Although the reservoir pollution problem was largely overlooked in the feasibility studies for the dam (see the November 1999 Three Gorges Probe article, Three Gorges dam to create huge, stagnant, stinking pond), critics of the project have for years been raising the alarm on this issue. For example, in The River Dragon Has Come! (edited by Dai Qing and published in 1998), contributor Jin Hui wrote of the mercury, cadmium, chromium, arsenic, phenol, lead, cyanide and other pollutants included in the millions of tonnes of wastewater spewed annually into the area of the future reservoir.

“The Three Gorges dam will exacerbate an already serious pollution problem in the Yangtze River,” wrote Mr. Jin, a journalist with the army newspaper, Liberation Army News (Jiefang junbao). “By severing the mighty river and slowing the flow of its water, the dam will cause pollution from industrial, residential, and township-level sources to concentrate in the river rather than be flushed out to sea. The result, for the 400 million Chinese who live in the Yangtze River Basin, will be a poisoned river.”

Meanwhile, the Chongqing Morning Post (Chongqing chenbao) revealed this week that Chongqing was ranked last in an official environmental-quality survey of China’s 46 large cities. The municipality, situated at the upstream end of the 600-kilometre reservoir that will form behind the dam, scored especially badly in terms of air and water quality, and garbage and wastewater disposal.

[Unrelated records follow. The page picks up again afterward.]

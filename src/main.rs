use std::sync::Arc;

use anyhow::Result;
use clap::Parser;
use tracing::info;
use tracing_subscriber::EnvFilter;
use voip_capture::{
    Config, EventKind, LogIdeaSink, MenuNode, NullStack, ServiceEvent, TelephonyStack,
    VoipService, WhisperCppEngine,
};

#[derive(Debug, Parser)]
#[command(name = "voip-capture", about = "Call capture and transcription daemon")]
struct Args {
    /// Config file (without extension), resolved by the config crate.
    #[arg(long, default_value = "config/voip-capture")]
    config: String,

    /// Place an outbound call to this number on startup.
    #[arg(long)]
    call: Option<String>,
}

#[tokio::main]
async fn main() -> Result<()> {
    tracing_subscriber::fmt()
        .with_env_filter(EnvFilter::try_from_default_env().unwrap_or_else(|_| "info".into()))
        .init();

    let args = Args::parse();
    let cfg = Config::load(&args.config)?;

    info!("voip-capture v{}", env!("CARGO_PKG_VERSION"));
    info!("registrar: {}", cfg.sip.registrar);
    info!("recordings: {}", cfg.audio.recordings_path);

    let engine = Arc::new(WhisperCppEngine::new(
        &cfg.transcription.whisper_binary,
        &cfg.transcription.whisper_model,
    ));

    // No SIP backend is linked yet; the null stack logs every operation so
    // the wiring can be exercised end to end.
    let stack = Arc::new(NullStack::new());

    // Keypad menu: 9 then 1 hangs up the call.
    let hangup_stack: Arc<dyn TelephonyStack> = stack.clone();
    let menu = MenuNode::new().child(
        '9',
        MenuNode::new().child(
            '1',
            MenuNode::action(Arc::new(move |call| {
                if let Err(e) = hangup_stack.hangup(call) {
                    tracing::warn!(%call, error = %e, "menu hangup failed");
                }
            })),
        ),
    );

    let service = Arc::new(VoipService::new(
        cfg,
        stack,
        engine,
        Arc::new(LogIdeaSink),
        menu,
    )?);

    let answering = Arc::clone(&service);
    service.on_event(
        EventKind::IncomingCall,
        Arc::new(move |event| {
            if let ServiceEvent::IncomingCall { call, remote } = event {
                info!(%call, remote, "answering");
                answering.answer(*call)?;
            }
            Ok(())
        }),
    );

    if let Some(number) = &args.call {
        let call = service.place_call(number)?;
        info!(%call, number, "dialed");
    }

    info!("voip service running, press ctrl-c to exit");
    tokio::signal::ctrl_c().await?;

    service.shutdown().await;
    Ok(())
}
use std::path::{Path, PathBuf};

use async_trait::async_trait;
use tokio::process::Command;
use tracing::{debug, warn};
use uuid::Uuid;

use super::TranscriptionEngine;
use crate::error::TranscriptionError;

/// Transcription engine shelling out to a whisper.cpp binary.
///
/// Recordings are handed to the binary as recorded; whisper.cpp reads WAV
/// input directly, so no resampling layer sits in between. The transcript
/// is written to a temp `.txt` file, read back, and removed.
pub struct WhisperCppEngine {
    binary: PathBuf,
    model: PathBuf,
}

impl WhisperCppEngine {
    pub fn new(binary: impl Into<PathBuf>, model: impl Into<PathBuf>) -> Self {
        Self {
            binary: binary.into(),
            model: model.into(),
        }
    }
}

#[async_trait]
impl TranscriptionEngine for WhisperCppEngine {
    async fn transcribe(&self, recording: &Path) -> Result<String, TranscriptionError> {
        if !recording.exists() {
            return Err(TranscriptionError::MissingRecording(recording.to_path_buf()));
        }

        // whisper.cpp appends ".txt" to the -of base name.
        let out_base = std::env::temp_dir().join(format!("transcript-{}", Uuid::new_v4()));

        debug!(
            binary = %self.binary.display(),
            recording = %recording.display(),
            "invoking whisper.cpp"
        );

        let output = Command::new(&self.binary)
            .arg("-m")
            .arg(&self.model)
            .arg("-f")
            .arg(recording)
            .arg("-otxt")
            .arg("-of")
            .arg(&out_base)
            .output()
            .await
            .map_err(|e| TranscriptionError::Engine(format!("failed to run whisper.cpp: {e}")))?;

        if !output.status.success() {
            return Err(TranscriptionError::Engine(format!(
                "whisper.cpp exited with {}: {}",
                output.status,
                String::from_utf8_lossy(&output.stderr).trim()
            )));
        }

        let transcript_path = out_base.with_extension("txt");
        let text = tokio::fs::read_to_string(&transcript_path)
            .await
            .map_err(|e| TranscriptionError::Engine(format!("transcript not readable: {e}")))?;

        if let Err(e) = tokio::fs::remove_file(&transcript_path).await {
            warn!(path = %transcript_path.display(), error = %e, "failed to remove temp transcript");
        }

        Ok(text.trim().to_string())
    }
}
//! Call session lifecycle
//!
//! One [`CallSession`] per live call, owned by the [`SessionRegistry`]
//! from registration until disconnect cleanup removes it. The registry is
//! the single cross-thread contention point between the stack's delivery
//! threads and service shutdown.

mod call;
mod registry;

pub use call::{CallSession, CallState, Direction};
pub use registry::SessionRegistry;
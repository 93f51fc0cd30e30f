use std::path::PathBuf;
use thiserror::Error;

use crate::stack::CallId;

/// Signaling or media transport failure scoped to a single call.
///
/// Terminates that call's session; never affects other calls.
#[derive(Debug, Error)]
#[error("transport failure: {0}")]
pub struct TransportError(pub String);

/// Playback or recording could not be set up or is unavailable.
///
/// Always logged and skipped; the call itself continues.
#[derive(Debug, Error)]
pub enum MediaResourceError {
    #[error("call is not active, media unavailable")]
    NotActive,
    #[error("failed to create media resource: {0}")]
    Resource(String),
}

#[derive(Debug, Error)]
pub enum TranscriptionError {
    #[error("recording not found: {}", .0.display())]
    MissingRecording(PathBuf),
    #[error("transcription engine failed: {0}")]
    Engine(String),
}

/// The external stack handed us a call id that is still registered.
///
/// Indicates a stack-contract breach; asserted in debug builds,
/// logged and ignored in release builds.
#[derive(Debug, Error)]
#[error("session already registered for call {call}")]
pub struct DuplicateSessionError {
    pub call: CallId,
}
//! Transcription pipeline
//!
//! A FIFO queue of finished call recordings and a pool of worker tasks
//! that transcribe each one and forward the text downstream. Delivery is
//! at-most-once and best-effort: a failed job is logged and dropped, and
//! jobs still queued at shutdown are discarded.

mod whisper;

pub use whisper::WhisperCppEngine;

use std::path::{Path, PathBuf};
use std::sync::atomic::{AtomicBool, Ordering};
use std::sync::{Arc, Mutex, PoisonError};
use std::time::Duration;

use async_trait::async_trait;
use chrono::{DateTime, Utc};
use tokio::sync::mpsc;
use tokio::task::JoinHandle;
use tracing::{debug, info, warn};
use uuid::Uuid;

use crate::error::TranscriptionError;

/// Where a recording came from, forwarded downstream alongside the text.
#[derive(Debug, Clone)]
pub struct JobMetadata {
    pub source_type: String,
    pub remote: String,
}

/// A finalized recording queued for offline transcription.
///
/// Owns only the file path; the originating call session is never
/// referenced after hand-off.
#[derive(Debug, Clone)]
pub struct TranscriptionJob {
    pub id: Uuid,
    pub recording: PathBuf,
    pub enqueued_at: DateTime<Utc>,
    pub metadata: JobMetadata,
}

impl TranscriptionJob {
    pub fn new(recording: PathBuf, metadata: JobMetadata) -> Self {
        Self {
            id: Uuid::new_v4(),
            recording,
            enqueued_at: Utc::now(),
            metadata,
        }
    }
}

/// External speech-to-text engine.
#[async_trait]
pub trait TranscriptionEngine: Send + Sync {
    async fn transcribe(&self, recording: &Path) -> Result<String, TranscriptionError>;
}

/// Downstream idea-processing collaborator. Retries, if any, are its concern.
#[async_trait]
pub trait IdeaSink: Send + Sync {
    async fn submit(&self, text: &str, metadata: &JobMetadata) -> anyhow::Result<()>;
}

/// Dev stand-in for the downstream collaborator: logs transcripts instead
/// of forwarding them anywhere.
pub struct LogIdeaSink;

#[async_trait]
impl IdeaSink for LogIdeaSink {
    async fn submit(&self, text: &str, metadata: &JobMetadata) -> anyhow::Result<()> {
        info!(
            source = %metadata.source_type,
            remote = %metadata.remote,
            "transcript: {text}"
        );
        Ok(())
    }
}

/// Queue plus worker pool. Producers enqueue without blocking; workers pull
/// jobs until the queue is closed.
pub struct TranscriptionPipeline {
    tx: Mutex<Option<mpsc::Sender<TranscriptionJob>>>,
    shutting_down: Arc<AtomicBool>,
    workers: Mutex<Vec<JoinHandle<()>>>,
}

impl TranscriptionPipeline {
    /// Spawn `worker_count` workers sharing a queue of `queue_capacity` jobs.
    pub fn start(
        engine: Arc<dyn TranscriptionEngine>,
        sink: Arc<dyn IdeaSink>,
        worker_count: usize,
        queue_capacity: usize,
    ) -> Self {
        let (tx, rx) = mpsc::channel::<TranscriptionJob>(queue_capacity.max(1));
        let rx = Arc::new(tokio::sync::Mutex::new(rx));
        let shutting_down = Arc::new(AtomicBool::new(false));

        let mut workers = Vec::with_capacity(worker_count.max(1));
        for worker in 0..worker_count.max(1) {
            let rx = Arc::clone(&rx);
            let engine = Arc::clone(&engine);
            let sink = Arc::clone(&sink);
            let shutting_down = Arc::clone(&shutting_down);

            workers.push(tokio::spawn(async move {
                debug!(worker, "transcription worker started");
                loop {
                    // Hold the receiver guard only while waiting, never
                    // while transcribing, so siblings can pull in parallel.
                    let job = { rx.lock().await.recv().await };
                    let Some(job) = job else { break };

                    if shutting_down.load(Ordering::SeqCst) {
                        debug!(job = %job.id, "discarding queued job during shutdown");
                        continue;
                    }

                    if let Err(e) = Self::process(engine.as_ref(), sink.as_ref(), &job).await {
                        // Job-local failure; siblings and later jobs continue.
                        warn!(job = %job.id, recording = %job.recording.display(), error = %e, "transcription job dropped");
                    }
                }
                debug!(worker, "transcription worker stopped");
            }));
        }

        Self {
            tx: Mutex::new(Some(tx)),
            shutting_down,
            workers: Mutex::new(workers),
        }
    }

    /// Hand a job to the queue without blocking the caller.
    ///
    /// Called from the synchronous disconnect path; a full or closed queue
    /// drops the job with a warning rather than stalling call cleanup.
    pub fn enqueue(&self, job: TranscriptionJob) {
        let guard = self.tx.lock().unwrap_or_else(PoisonError::into_inner);
        match guard.as_ref() {
            Some(tx) => {
                if let Err(e) = tx.try_send(job) {
                    warn!(error = %e, "transcription queue rejected job");
                }
            }
            None => warn!("transcription pipeline already stopped, job dropped"),
        }
    }

    async fn process(
        engine: &dyn TranscriptionEngine,
        sink: &dyn IdeaSink,
        job: &TranscriptionJob,
    ) -> anyhow::Result<()> {
        info!(job = %job.id, recording = %job.recording.display(), "transcribing recording");
        let text = engine.transcribe(&job.recording).await?;

        if text.trim().is_empty() {
            info!(job = %job.id, "no speech detected in recording");
            return Ok(());
        }

        info!(job = %job.id, chars = text.len(), "forwarding transcript downstream");
        sink.submit(&text, &job.metadata).await?;
        Ok(())
    }

    /// Stop the pool: no new jobs are accepted, queued jobs are discarded,
    /// and each worker finishes its in-flight job. Waits at most
    /// `join_timeout` per worker.
    pub async fn shutdown(&self, join_timeout: Duration) {
        self.shutting_down.store(true, Ordering::SeqCst);

        // Closing the channel ends recv() once the queue drains.
        self.tx
            .lock()
            .unwrap_or_else(PoisonError::into_inner)
            .take();

        let workers = {
            let mut guard = self.workers.lock().unwrap_or_else(PoisonError::into_inner);
            std::mem::take(&mut *guard)
        };

        for (i, worker) in workers.into_iter().enumerate() {
            match tokio::time::timeout(join_timeout, worker).await {
                Ok(Ok(())) => {}
                Ok(Err(e)) => warn!(worker = i, error = %e, "transcription worker panicked"),
                Err(_) => warn!(worker = i, "transcription worker did not stop in time"),
            }
        }

        info!("transcription pipeline stopped");
    }
}
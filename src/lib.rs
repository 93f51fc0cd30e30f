pub mod address;
pub mod config;
pub mod dtmf;
pub mod error;
pub mod events;
pub mod pipeline;
pub mod service;
pub mod session;
pub mod stack;

pub use address::{normalize, registrar_domain};
pub use config::Config;
pub use dtmf::{MenuAction, MenuNode, MenuOutcome};
pub use error::{DuplicateSessionError, MediaResourceError, TranscriptionError, TransportError};
pub use events::{EventDispatcher, EventHandler, EventKind, ServiceEvent};
pub use pipeline::{
    IdeaSink, JobMetadata, LogIdeaSink, TranscriptionEngine, TranscriptionJob,
    TranscriptionPipeline, WhisperCppEngine,
};
pub use service::VoipService;
pub use session::{CallSession, CallState, Direction, SessionRegistry};
pub use stack::{
    CallId, MediaHandle, NullStack, RecorderHandle, StackCallState, StackEventSink, TelephonyStack,
};
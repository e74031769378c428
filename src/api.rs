use crate::{
    config::Config,
    error::Result,
    index::Index,
    record::Record,
    write_ahead_log::{self, WriteAheadLog},
};
use std::path::{Path, PathBuf};

use tracing::info;

/// A persistent key-value store: an append-only log plus the in-memory index
/// rebuilt from it.
///
/// A `StorageEngine` only exists once replay has finished, so every value of
/// this type is ready to serve `set` and `get`.
pub struct StorageEngine {
    index: Index,
    wal: WriteAheadLog,
    recovery: RecoveryStats,
}

/// What happened while the log was replayed on open.
#[derive(Debug, Clone, Copy, Default, PartialEq, Eq)]
pub struct RecoveryStats {
    /// Well-formed records applied to the index.
    pub replayed: u64,
    /// Lines skipped because they were not well-formed records.
    pub skipped: u64,
}

impl StorageEngine {
    /// Opens the store backed by the log at `path`, replaying it in full.
    ///
    /// A missing log is a fresh, empty store.
    pub fn open(path: impl Into<PathBuf>) -> Result<Self> {
        let path = path.into();

        // Replay the log into a fresh index, in write order.
        let mut index = Index::new();
        let mut replay = write_ahead_log::replay(&path)?;
        let mut replayed = 0;
        for record in replay.by_ref() {
            index.apply(record?);
            replayed += 1;
        }

        let recovery = RecoveryStats {
            replayed,
            skipped: replay.skipped(),
        };

        info!(
            path = %path.display(),
            replayed = recovery.replayed,
            skipped = recovery.skipped,
            keys = index.len(),
            "opened store"
        );

        Ok(Self {
            index,
            wal: WriteAheadLog::new(path),
            recovery,
        })
    }

    /// Opens the store at the data file named by `config`.
    pub fn with_config(config: &Config) -> Result<Self> {
        Self::open(config.data_file())
    }

    /// Durably stores `value` under `key`.
    ///
    /// The record is appended and fsynced before the index is touched; if the
    /// append fails the index is left as it was.
    pub fn set(&mut self, key: &str, value: &str) -> Result<()> {
        let record = Record::new(key, value)?;

        self.wal.append(&record)?;
        self.index.apply(record);

        Ok(())
    }

    /// Returns the value of the last `set` for `key`. Never touches the log.
    pub fn get(&self, key: &str) -> Option<&str> {
        self.index.lookup(key)
    }

    pub fn path(&self) -> &Path {
        self.wal.path()
    }

    /// Number of distinct keys in the store.
    pub fn len(&self) -> usize {
        self.index.len()
    }

    pub fn is_empty(&self) -> bool {
        self.index.is_empty()
    }

    pub fn recovery(&self) -> RecoveryStats {
        self.recovery
    }
}
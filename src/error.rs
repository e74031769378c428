use std::{io, path::PathBuf};

use thiserror::Error;

/// Errors surfaced by the storage engine.
#[derive(Debug, Error)]
pub enum Error {
    /// The log could not be opened, read, written or synced.
    ///
    /// An acknowledged write never produces this error; a `set` that returns it
    /// was neither persisted nor indexed.
    #[error("storage error on {}: {source}", path.display())]
    Storage {
        path: PathBuf,
        #[source]
        source: io::Error,
    },

    /// A record that cannot be represented in the line encoding.
    #[error("malformed input: {0}")]
    Malformed(String),

    /// Reading commands or writing responses failed.
    #[error("command stream error: {0}")]
    Io(#[from] io::Error),
}

impl Error {
    pub(crate) fn storage(path: impl Into<PathBuf>, source: io::Error) -> Self {
        Self::Storage {
            path: path.into(),
            source,
        }
    }

    /// Returns `true` for [`Error::Storage`].
    pub fn is_storage(&self) -> bool {
        matches!(self, Self::Storage { .. })
    }
}

/// Result type alias used throughout the crate.
pub type Result<T> = std::result::Result<T, Error>;
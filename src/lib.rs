//! Append-Only Key-Value Store Library
//!
//! A minimal persistent key-value store. Every write is appended to a text log and
//! fsynced before it is acknowledged; on open the log is replayed into an in-memory
//! index that answers reads with last-write-wins semantics.
//!
//! # Modules
//!
//! - `api`: Entry point to the store. Opens, writes to and reads from it.
//! - `command`: Parser for the `SET`/`GET`/`EXIT` line protocol.
//! - `config`: Data file location and storage-error policy.
//! - `shell`: Command loop that drives a store from a line-oriented input stream.
//!
//! # Log format
//!
//! One record per line, UTF-8, `\n` terminated:
//!
//! ```text
//! SET <key> <value>
//! ```
//!
//! The key ends at the first space after `SET `; the value is the rest of the line
//! and may itself contain spaces. Lines that do not have this shape are skipped on
//! replay.
//!
//! # Examples
//!
//! ```rust
//! use appendkv::api::StorageEngine;
//!
//! fn main() -> appendkv::Result<()> {
//!     let dir = tempfile::tempdir().expect("create temp dir");
//!     let path = dir.path().join("data.db");
//!
//!     let mut store = StorageEngine::open(&path)?;
//!     store.set("greeting", "hello world")?;
//!     assert_eq!(store.get("greeting"), Some("hello world"));
//!
//!     // Reopening replays the log.
//!     drop(store);
//!     let store = StorageEngine::open(&path)?;
//!     assert_eq!(store.get("greeting"), Some("hello world"));
//!     assert_eq!(store.get("missing"), None);
//!
//!     Ok(())
//! }
//! ```

/// Entry point to the store
pub mod api;
pub mod command;
pub mod config;
pub mod shell;

mod error;
mod index;
mod record;
mod write_ahead_log;

pub use error::{Error, Result};
pub use record::Record;
pub use write_ahead_log::DEFAULT_LOG_FILE;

The newspaper said Chongqing did poorly in the survey despite efforts to improve its pollution problem in recent years, with the municipality spending US$800 million on environmental protection in 1996-2000. Vice-Mayor Huang Qifan was quoted as saying that budget will be increased to US$3.2 billion in 2001-2005, in the hope of raising Chongqing up from the bottom of the polluted-city list to somewhere near the middle.